The endorsement is a natural for Trout, who grew up eating the restaurant chain’s sandwiches (His favorite: chicken teriyaki with hot peppers and oregano).
Since his favorite team, the Philadelphia Eagles, isn’t playing, Trout said he enjoys checking out the commercials.
“Some get pretty creative, some of them get a laugh, some prove a point,” Trout told The Associated Press. “I’m sure I’ll be getting a lot of text messages during the Super Bowl, just to mess with me a little bit.”
As for the game, Trout said he thinks San Francisco will win, even though he wants Baltimore.
“I’ve got a lot of 49ers fans on the Angels, and I know I’ll hear it when I get to the spring,” he said.
CBS Sports will TV coverage of Sunday’s Super Bowl. “The Super Bowl Today” pregame show begins at 2 p.m. Kickoff is scheduled for 6:30 p.m. The game can be seen on CBS6 (WRGB) and CBS6 HD.
Dial Global will have radio coverage of the game. It can be heard on WOFX-AM (980), WPYX-FM (106.5), WENT-AM (1340) and WENT-FM (105.1).
If you don’t want to watch the pregame shows, here is some recommended viewing choices.

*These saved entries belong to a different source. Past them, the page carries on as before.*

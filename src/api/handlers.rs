use std::sync::Arc;

use axum::extract::{Path, State};
use axum::http::StatusCode;

use super::wire::{
    EndpointCreateRequest, EndpointDoc, EndpointsDoc, Reply, TemplateDoc, TemplateRequest,
    TemplatesDoc,
};
use crate::errors::AppError;
use crate::middleware::negotiate::{Payload, Representation};
use crate::AppState;

// ── Endpoint templates ───────────────────────────────────────

/// GET /v2.0/endpointTemplates
pub async fn list_templates(
    State(state): State<Arc<AppState>>,
    representation: Representation,
) -> Result<Reply<TemplatesDoc>, AppError> {
    let endpoint_templates = state.templates.list_templates().await?;
    Ok(Reply::ok(representation, TemplatesDoc { endpoint_templates }))
}

/// GET /v2.0/endpointTemplates/:id
pub async fn get_template(
    State(state): State<Arc<AppState>>,
    representation: Representation,
    Path(id): Path<String>,
) -> Result<Reply<TemplateDoc>, AppError> {
    let endpoint_template = state.templates.get_template(&id).await?;
    Ok(Reply::ok(representation, TemplateDoc { endpoint_template }))
}

/// POST /v2.0/endpointTemplates
pub async fn create_template(
    State(state): State<Arc<AppState>>,
    representation: Representation,
    Payload(body): Payload<TemplateRequest>,
) -> Result<Reply<TemplateDoc>, AppError> {
    let endpoint_template = state.templates.create_template(body.endpoint_template).await?;
    Ok(Reply::created(representation, TemplateDoc { endpoint_template }))
}

/// PUT /v2.0/endpointTemplates/:id
pub async fn update_template(
    State(state): State<Arc<AppState>>,
    representation: Representation,
    Path(id): Path<String>,
    Payload(body): Payload<TemplateRequest>,
) -> Result<Reply<TemplateDoc>, AppError> {
    let endpoint_template = state
        .templates
        .update_template(&id, body.endpoint_template)
        .await?;
    Ok(Reply::ok(representation, TemplateDoc { endpoint_template }))
}

/// DELETE /v2.0/endpointTemplates/:id
pub async fn delete_template(
    State(state): State<Arc<AppState>>,
    Path(id): Path<String>,
) -> Result<StatusCode, AppError> {
    state.templates.delete_template(&id).await?;
    Ok(StatusCode::NO_CONTENT)
}

// ── Tenant endpoints ─────────────────────────────────────────

/// GET /v2.0/tenants/:tenant/endpoints
pub async fn list_endpoints(
    State(state): State<Arc<AppState>>,
    representation: Representation,
    Path(tenant_id): Path<String>,
) -> Result<Reply<EndpointsDoc>, AppError> {
    let endpoints = state.endpoints.list_endpoints(&tenant_id).await?;
    Ok(Reply::ok(representation, EndpointsDoc { endpoints }))
}

/// POST /v2.0/tenants/:tenant/endpoints
pub async fn create_endpoint(
    State(state): State<Arc<AppState>>,
    representation: Representation,
    Path(tenant_id): Path<String>,
    Payload(body): Payload<EndpointCreateRequest>,
) -> Result<Reply<EndpointDoc>, AppError> {
    let template_id = body.endpoint_template.id();
    let endpoint = state
        .endpoints
        .create_endpoint(&tenant_id, template_id.as_deref())
        .await?;
    Ok(Reply::created(representation, EndpointDoc { endpoint }))
}

/// DELETE /v2.0/tenants/:tenant/endpoints/:id
pub async fn delete_endpoint(
    State(state): State<Arc<AppState>>,
    Path((tenant_id, endpoint_id)): Path<(String, String)>,
) -> Result<StatusCode, AppError> {
    state
        .endpoints
        .delete_endpoint(&tenant_id, &endpoint_id)
        .await?;
    Ok(StatusCode::NO_CONTENT)
}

u NBC13 and NBC13 HD has the NHL rivalry between the Pittsburgh Penguins and Washington Capitals at 12:30 p.m. That will be followed by the final round of the PGA Phoenix Open at 3 p.m.
u There will be two other NHL games on at 3 p.m. MSG Plus and MSG Plus HD have the New Jersey Devils at the New York Islanders. MSG and MSG HD carry the Florida Panthers at the Buffalo Sabres.
u ESPN and ESPN HD have the Marquette-Louisville Big East men’s college basketball game at 2 p.m.
uTime Warner Cable SportsChannel-50 and TWCS-1803 HD have the Providence-Villanova Big East hoop contest at noon.